Customer service, to cats

It’s Saturday, which apparently has become Grant’s cooking day. He’s experimenting with curry recipes and it’s not just mixing up a bit of curry powder. This is starting from scratch, with every spice available, which impressively, considering we are in the stix of NY, is almost everything.

Cooking is NOT my thing. Way too much work. But I got roped into measuring spices. Teaspoons and Tablespoons and fractions thereof and in some cases, working out substitutions, because we are using dry as opposed to fresh. Jeepers. The man was going to use a whole jar of dried onion. Not my business, but I said to him, “mate, you’re going to kill it…I think you better use 4 Tablespoons.”

At that point, I fled, because I can’t be dealing with cutting up dead animals. Bad enough it’s in my fridge, but I try to be reasonable and not inflict my sensitivities on other people.

For example, if I was invited to dinner and got served beef (or any kind of dead animal), I would not have a fit and fall over. I would just eat it, with my morals safe in knowing, that particular animal was dead anyway and I had nothing to do with it. I would just say a private “thank you for being my food” and smile sweetly. Not a big problem, anyway, because I am a hermit.

Now my house will smell like a curry joint for 2 days…maybe even 3, he’s got heavy duty spices there…but air freshener will help. At least Grant doesn’t cook bacon. The smell of that makes me physically ill.


All of that is probably no more interesting than what I was going to write about, which involved my ex-employer.

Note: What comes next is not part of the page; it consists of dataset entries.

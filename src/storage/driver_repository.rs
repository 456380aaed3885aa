// src/storage/driver_repository.rs
//! License record persistence.

use chrono::Utc;
use sqlx::error::ErrorKind;
use sqlx::SqlitePool;

use crate::error::StorageError;
use crate::models::driver::{Driver, NewDriver};

const DRIVER_COLUMNS: &str = "driver_id, license_id, full_name, date_of_birth, license_type,
     expiry_date, qr_raw_data, ocr_raw_text, created_date, registered_by";

/// Read/create access to the `drivers` table.
///
/// License records are never updated or deleted after registration; the
/// verification engine reads them only.
pub struct DriverRepository {
    pool: SqlitePool,
}

impl DriverRepository {
    pub fn new(pool: SqlitePool) -> Self {
        DriverRepository { pool }
    }

    /// Fetches a license record by its external license id.
    pub async fn get_by_license_id(&self, license_id: &str) -> Result<Option<Driver>, StorageError> {
        let driver = sqlx::query_as::<_, Driver>(&format!(
            "SELECT {DRIVER_COLUMNS} FROM drivers WHERE license_id = ?"
        ))
        .bind(license_id)
        .fetch_optional(&self.pool)
        .await?;

        Ok(driver)
    }

    /// All license records, most recently registered first. Records
    /// created within the same instant are ordered by insertion id so
    /// the listing stays stable.
    pub async fn get_all(&self) -> Result<Vec<Driver>, StorageError> {
        let drivers = sqlx::query_as::<_, Driver>(&format!(
            "SELECT {DRIVER_COLUMNS} FROM drivers
             ORDER BY created_date DESC, driver_id DESC"
        ))
        .fetch_all(&self.pool)
        .await?;

        Ok(drivers)
    }

    /// Fast-path existence probe.
    ///
    /// Only an optimization for friendlier conflict responses: the
    /// `UNIQUE` constraint on `license_id` remains the actual enforcement
    /// and `create` reports the losing insert of a race as
    /// `DuplicateLicense`.
    pub async fn exists_by_license_id(&self, license_id: &str) -> Result<bool, StorageError> {
        let count =
            sqlx::query_scalar::<_, i64>("SELECT COUNT(*) FROM drivers WHERE license_id = ?")
                .bind(license_id)
                .fetch_one(&self.pool)
                .await?;

        Ok(count > 0)
    }

    /// Inserts a new license record and returns it with its assigned id.
    ///
    /// # Errors
    /// `StorageError::DuplicateLicense` when a record with the same
    /// license id already exists (unique-constraint violation), any other
    /// database fault as `StorageError::Database`.
    pub async fn create(
        &self,
        new_driver: NewDriver,
        registered_by: i64,
    ) -> Result<Driver, StorageError> {
        let created_date = Utc::now();

        let result = sqlx::query(
            "INSERT INTO drivers (license_id, full_name, date_of_birth, license_type,
                 expiry_date, qr_raw_data, ocr_raw_text, created_date, registered_by)
             VALUES (?, ?, ?, ?, ?, ?, ?, ?, ?)",
        )
        .bind(&new_driver.license_id)
        .bind(&new_driver.full_name)
        .bind(new_driver.date_of_birth)
        .bind(&new_driver.license_type)
        .bind(new_driver.expiry_date)
        .bind(&new_driver.qr_raw_data)
        .bind(&new_driver.ocr_raw_text)
        .bind(created_date)
        .bind(registered_by)
        .execute(&self.pool)
        .await
        .map_err(|e| match &e {
            sqlx::Error::Database(db) if db.kind() == ErrorKind::UniqueViolation => {
                StorageError::DuplicateLicense
            }
            _ => StorageError::Database(e),
        })?;

        Ok(Driver {
            driver_id: result.last_insert_rowid(),
            license_id: new_driver.license_id,
            full_name: new_driver.full_name,
            date_of_birth: new_driver.date_of_birth,
            license_type: new_driver.license_type,
            expiry_date: new_driver.expiry_date,
            qr_raw_data: new_driver.qr_raw_data,
            ocr_raw_text: new_driver.ocr_raw_text,
            created_date,
            registered_by,
        })
    }
}
// src/models/driver.rs
//! Driver license record data model.

use chrono::{DateTime, NaiveDate, Utc};
use sqlx::FromRow;

/// A registered driver license record.
///
/// Created once by the registration flow and read-only to the
/// verification engine afterwards. The `license_id` is the natural key:
/// it is the identifier printed and QR-encoded on the physical card, and
/// the storage layer enforces its uniqueness.
#[derive(Debug, Clone, FromRow)]
pub struct Driver {
    /// Database identifier.
    pub driver_id: i64,

    /// External license identifier, globally unique.
    pub license_id: String,

    /// License holder's full name.
    pub full_name: String,

    /// Date of birth as printed on the card.
    pub date_of_birth: NaiveDate,

    /// License class, e.g. "B" or "CE".
    pub license_type: String,

    /// Validity end date. Compared date-only against the current UTC day.
    pub expiry_date: NaiveDate,

    /// QR payload captured at registration time. Absent when the card was
    /// registered without a QR scan.
    pub qr_raw_data: Option<String>,

    /// OCR text captured at registration time.
    pub ocr_raw_text: Option<String>,

    /// When this record was registered.
    pub created_date: DateTime<Utc>,

    /// Account id of the registering operator.
    pub registered_by: i64,
}

/// Fields supplied by the registration flow; the remaining `Driver`
/// columns are filled in by the repository on insert.
#[derive(Debug, Clone)]
pub struct NewDriver {
    pub license_id: String,
    pub full_name: String,
    pub date_of_birth: NaiveDate,
    pub license_type: String,
    pub expiry_date: NaiveDate,
    pub qr_raw_data: Option<String>,
    pub ocr_raw_text: Option<String>,
}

I have a ring binder holding copies of emails, mostly “sent” by myself, which tells a story in itself. No one ever replied.

Why did I keep the file? I imagined myself looking back from – now, I suppose, and laughing about “those days”.

When I got the file out this morning, I thought I might find some amusing incident or other that I could write about. Yes, well.

For starters it’s not funny. It’s all quite sad, or at least un-funny in the extreme.

The period covered is only 14 Feb, 1999 through 20 May, 2000, – the episode when I was actually in a sort of downward spiral which ended with my very abrupt (and no doubt very welcome) departure to Seattle, where I assumed, technically, the same position.

In fact, the job could not have been more different. Picture a large terminal at JFK staffed by some 300 people, all working as teams in various parts of the building, handling dozens of flights.

In Seattle, we were in a small and I have to say it, crappy, terminal, with all the other airlines. We were based out of a tiny office, and there were less than 30 of us all told, so we just ran around, changing jobs throughout the day as required. We handled only our own flight/s.

Part of my reason for transferring to Seattle was that I knew who I would be working for and he had indicated that he would welcome me. What a refreshing idea. To go somewhere I was wanted!

It was a sad commentary of where I had come from, that in Seattle I had to get used to the sound of laughter in the office. I had worked in an environment where the daily dialogue was a series of moans and complaints.

In the end, of course, my new work situation was too good to be true. The airline was changing and not for the better and it became harder and harder to provide anything like the kind of customer service I remembered from “the good old days” of Lord King and Sir Colin.

In the end the decision about what to do was taken away from me. I had reached a point at which I could only stand for ten minutes at a time, such was the pain in my back. A fiasco with the medical profession ensued and I finished by having a multi-level spine fusion. Twice. (Something went wrong after two weeks.)

It would have been my right to keep my job and if necessary work from a wheelchair, but it would have meant my colleagues having to pick up a lot of extra work and I was not prepared to accept such a situation.

Most likely, I could have made it a workman’s compensation case, but I had heard management personell discussing people who were on “comp”. I was not going to be one of “those people.” And I didn’t have the stamina I would have needed to endure what they put “them” through.

My expectations of my employer were not great. They paid me and offered medical benefits, and the only thing I required that I did not get was respect. I don’t think anyone did.

So I quit.

And did cats instead.

But that is a whole other story.

Little Yeti, on the left, came with me to Seattle. I became known in the office, alternately as “Yeti” or CSmith, sometimes, irreverently, “Tbag”.

Kina, Mr Blue Eyes, on the right, had made alternate arrangements for himself, not wishing to live with a single female. He went to live with my friend Bill and his family and he lived a long life of luxury. He was so beautiful. And his nose was heart-shaped.